Ethnopharmacological relevance: [corrected] Mitragyna speciosa Korth (Rubiaceae) is one of the medicinal plants used traditionally to treat various types of diseases especially in Thailand and Malaysia. Its anti-inflammatory and analgesic properties in its crude form are well documented. In this study, the cellular mechanism involved in the anti-inflammatory effects of mitragynine, the major bioactive constituent, was investigated.

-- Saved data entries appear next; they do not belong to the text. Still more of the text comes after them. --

//! Occurrence resolution.
//!
//! Decides whether a rule fires in a given month and on which day. Everything here
//! is a pure function of the rule and the (year, month) asked about.

use chrono::{Datelike, NaiveDate, Weekday};

use crate::fields::Recurrence;
use crate::rule::{Schedule, ScheduleRule};

/// Months of one cycle starting at `anchor`, in cycle order.
///
/// `((anchor - 1 + k) mod 12) + 1` for each offset `k` of the recurrence.
pub fn cycle_months(recurrence: Recurrence, anchor: u32) -> Vec<u32> {
    recurrence
        .cycle_offsets()
        .iter()
        .map(|k| ((anchor + 11 + k) % 12) + 1)
        .collect()
}

/// Every month of the year in which the rule occurs, in cycle order from the anchor.
///
/// Monthly rules occur in all months whether or not they carry an anchor; the other
/// recurrences occur nowhere without one.
pub fn occurrence_months(rule: &ScheduleRule) -> Vec<u32> {
    match (rule.recurrence(), rule.month()) {
        (Recurrence::Monthly, anchor) => cycle_months(Recurrence::Monthly, anchor.unwrap_or(1)),
        (recurrence, Some(anchor)) => cycle_months(recurrence, anchor),
        (_, None) => Vec::new(),
    }
}

/// Whether the rule occurs in `month` (1-12) of any year.
pub fn occurs_in_month(rule: &ScheduleRule, month: u32) -> bool {
    occurrence_months(rule).contains(&month)
}

/// Number of days in the Gregorian (year, month), `None` for an invalid month.
pub fn days_in_month(year: i32, month: u32) -> Option<u32> {
    let first = NaiveDate::from_ymd_opt(year, month, 1)?;
    let (next_year, next_month) = if month == 12 { (year + 1, 1) } else { (year, month + 1) };
    let first_of_next = NaiveDate::from_ymd_opt(next_year, next_month, 1)?;
    Some(first_of_next.signed_duration_since(first).num_days() as u32)
}

/// Days of (year, month) that fall on `weekday`, ascending.
pub fn weekday_dates(year: i32, month: u32, weekday: Weekday) -> Vec<u32> {
    let Some(days) = days_in_month(year, month) else {
        return Vec::new();
    };
    (1..=days)
        .filter(|&d| {
            NaiveDate::from_ymd_opt(year, month, d).map(|date| date.weekday()) == Some(weekday)
        })
        .collect()
}

/// Day of the month on which the rule fires in (year, month).
///
/// Exact dates that do not exist in the month are skipped rather than clamped,
/// an ordinal past the number of matching weekdays yields nothing, and
/// season-only rules never produce a day.
pub fn occurrence_day(rule: &ScheduleRule, year: i32, month: u32) -> Option<u32> {
    if !occurs_in_month(rule, month) {
        return None;
    }
    match rule.schedule() {
        Schedule::ExactDate { day } => {
            let last = days_in_month(year, month)?;
            (day <= last).then_some(day)
        }
        Schedule::OrdinalWeekday { weekday, rank } => {
            let dates = weekday_dates(year, month, weekday);
            match rank.index() {
                Some(i) => dates.get(i).copied(),
                None => dates.last().copied(),
            }
        }
        Schedule::SeasonOnly { .. } => None,
    }
}

/// The concrete date of the rule's occurrence in (year, month), if any.
pub fn occurrence_date(rule: &ScheduleRule, year: i32, month: u32) -> Option<NaiveDate> {
    let day = occurrence_day(rule, year, month)?;
    NaiveDate::from_ymd_opt(year, month, day)
}

/// The next `count` occurrence dates on or after `from`.
///
/// Looks at most ten years ahead, so rules whose date never exists (e.g. a yearly
/// 31 April) return fewer dates.
pub fn upcoming(rule: &ScheduleRule, from: NaiveDate, count: usize) -> Vec<NaiveDate> {
    let mut out = Vec::with_capacity(count);
    let (mut year, mut month) = (from.year(), from.month());
    for _ in 0..120 {
        if out.len() >= count {
            break;
        }
        if let Some(date) = occurrence_date(rule, year, month) {
            if date >= from {
                out.push(date);
            }
        }
        if month == 12 {
            year += 1;
            month = 1;
        } else {
            month += 1;
        }
    }
    out
}

#[cfg(test)]
mod tests {
    use super::*;
    use crate::fields::{Season, WeekRank};
    use crate::rule::{validate, RuleDraft};

    fn rule(draft: RuleDraft) -> ScheduleRule {
        validate(&draft).unwrap()
    }

    fn named() -> RuleDraft {
        RuleDraft { name: "Task".into(), ..RuleDraft::default() }
    }

    #[test]
    fn test_monthly_occurs_every_month() {
        let r = rule(RuleDraft { day: Some(1), recurrence: Recurrence::Monthly, ..named() });
        for m in 1..=12 {
            assert!(occurs_in_month(&r, m), "month {m}");
        }
        let anchored = rule(RuleDraft {
            month: Some(7),
            day: Some(1),
            recurrence: Recurrence::Monthly,
            ..named()
        });
        assert!((1..=12).all(|m| occurs_in_month(&anchored, m)));
    }

    #[test]
    fn test_cycle_sizes_for_every_anchor() {
        for anchor in 1..=12 {
            let mut q = cycle_months(Recurrence::Quarterly, anchor);
            q.sort_unstable();
            q.dedup();
            assert_eq!(q.len(), 4, "quarterly anchor {anchor}");
            assert!(q.iter().all(|m| (1..=12).contains(m)));

            let mut s = cycle_months(Recurrence::Semiannual, anchor);
            s.sort_unstable();
            s.dedup();
            assert_eq!(s.len(), 2, "semiannual anchor {anchor}");
        }
    }

    #[test]
    fn test_quarterly_wraps_around_year_end() {
        assert_eq!(cycle_months(Recurrence::Quarterly, 11), vec![11, 2, 5, 8]);
        assert_eq!(cycle_months(Recurrence::Semiannual, 9), vec![9, 3]);
        assert_eq!(cycle_months(Recurrence::Yearly, 12), vec![12]);
    }

    #[test]
    fn test_yearly_matches_only_anchor() {
        let r = rule(RuleDraft { month: Some(6), day: Some(21), ..named() });
        assert!(occurs_in_month(&r, 6));
        assert!(!occurs_in_month(&r, 7));
        let season_only = rule(RuleDraft { season: Some(Season::Summer), ..named() });
        assert!((1..=12).all(|m| !occurs_in_month(&season_only, m)));
    }

    #[test]
    fn test_day_31_skips_short_months() {
        let r = rule(RuleDraft { day: Some(31), recurrence: Recurrence::Monthly, ..named() });
        for m in [4, 6, 9, 11] {
            assert_eq!(occurrence_day(&r, 2023, m), None, "month {m}");
        }
        for m in [1, 3, 5, 7, 8, 10, 12] {
            assert_eq!(occurrence_day(&r, 2023, m), Some(31), "month {m}");
        }
    }

    #[test]
    fn test_february_29_only_in_leap_years() {
        let r = rule(RuleDraft { month: Some(2), day: Some(29), ..named() });
        assert_eq!(occurrence_day(&r, 2024, 2), Some(29));
        assert_eq!(occurrence_day(&r, 2023, 2), None);
        assert_eq!(occurrence_day(&r, 1900, 2), None);
        assert_eq!(occurrence_day(&r, 2000, 2), Some(29));
    }

    #[test]
    fn test_last_friday_of_february_2021() {
        let r = rule(RuleDraft {
            month: Some(2),
            weekday: Some(4),
            week_rank: Some(WeekRank::Last),
            ..named()
        });
        assert_eq!(occurrence_day(&r, 2021, 2), Some(26));
    }

    #[test]
    fn test_second_tuesday_when_month_starts_on_tuesday() {
        // 1 June 2021 is a Tuesday.
        let r = rule(RuleDraft {
            month: Some(6),
            weekday: Some(1),
            week_rank: Some(WeekRank::Second),
            ..named()
        });
        assert_eq!(occurrence_day(&r, 2021, 6), Some(8));
    }

    #[test]
    fn test_fourth_and_missing_fifth_weekday() {
        // February 2021 has exactly four Mondays: 1, 8, 15, 22.
        assert_eq!(weekday_dates(2021, 2, Weekday::Mon), vec![1, 8, 15, 22]);
        let r = rule(RuleDraft {
            weekday: Some(0),
            week_rank: Some(WeekRank::Fourth),
            recurrence: Recurrence::Monthly,
            ..named()
        });
        assert_eq!(occurrence_day(&r, 2021, 2), Some(22));
    }

    #[test]
    fn test_season_only_never_has_a_day() {
        let r = rule(RuleDraft {
            month: Some(1),
            season: Some(Season::Winter),
            recurrence: Recurrence::Quarterly,
            ..named()
        });
        assert!(occurs_in_month(&r, 4));
        assert_eq!(occurrence_day(&r, 2024, 4), None);
    }

    #[test]
    fn test_quarterly_exact_date_resolution() {
        let r = rule(RuleDraft {
            month: Some(2),
            day: Some(10),
            recurrence: Recurrence::Quarterly,
            ..named()
        });
        let fired: Vec<u32> = (1..=12).filter(|&m| occurrence_day(&r, 2024, m).is_some()).collect();
        assert_eq!(fired, vec![2, 5, 8, 11]);
    }

    #[test]
    fn test_days_in_month() {
        assert_eq!(days_in_month(2024, 2), Some(29));
        assert_eq!(days_in_month(2023, 12), Some(31));
        assert_eq!(days_in_month(2023, 4), Some(30));
        assert_eq!(days_in_month(2023, 13), None);
    }

    #[test]
    fn test_upcoming_crosses_year_end() {
        let r = rule(RuleDraft {
            month: Some(1),
            day: Some(15),
            recurrence: Recurrence::Semiannual,
            ..named()
        });
        let from = NaiveDate::from_ymd_opt(2024, 7, 20).unwrap();
        let next = upcoming(&r, from, 3);
        assert_eq!(
            next,
            vec![
                NaiveDate::from_ymd_opt(2025, 1, 15).unwrap(),
                NaiveDate::from_ymd_opt(2025, 7, 15).unwrap(),
                NaiveDate::from_ymd_opt(2026, 1, 15).unwrap(),
            ]
        );
    }
}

Materials and methods: The effects of mitragynine on the mRNA and protein expression of COX-1 and COX-2 and the production of prostaglandin E(2) (PGE(2)) were investigated in LPS-treated RAW264.7 macrophage cells. Quantitative RT-PCR was used to assess the mRNA expression of COX-1 and COX-2. Protein expression of COX-1 and COX-2 were assessed using Western blot analysis and the level of PGE(2) production was quantified using Parameter™ PGE(2) Assay (R&D Systems).
Results: Mitragynine produced a significant inhibition on the mRNA expression of COX-2 induced by LPS, in a dose dependent manner and this was followed by the reduction of PGE(2) production. On the other hand, the effects of mitragynine on COX-1 mRNA expression were found to be insignificant as compared to the control cells. However, the effect of mitragynine on COX-1 protein expression is dependent on concentration, with higher concentration of mitragynine producing a further reduction of COX-1 expression in LPS-treated cells.
Conclusions: These findings suggest that mitragynine suppressed PGE(2) production by inhibiting COX-2 expression in LPS-stimulated RAW264.7 macrophage cells. Mitragynine may be useful for the treatment of inflammatory conditions.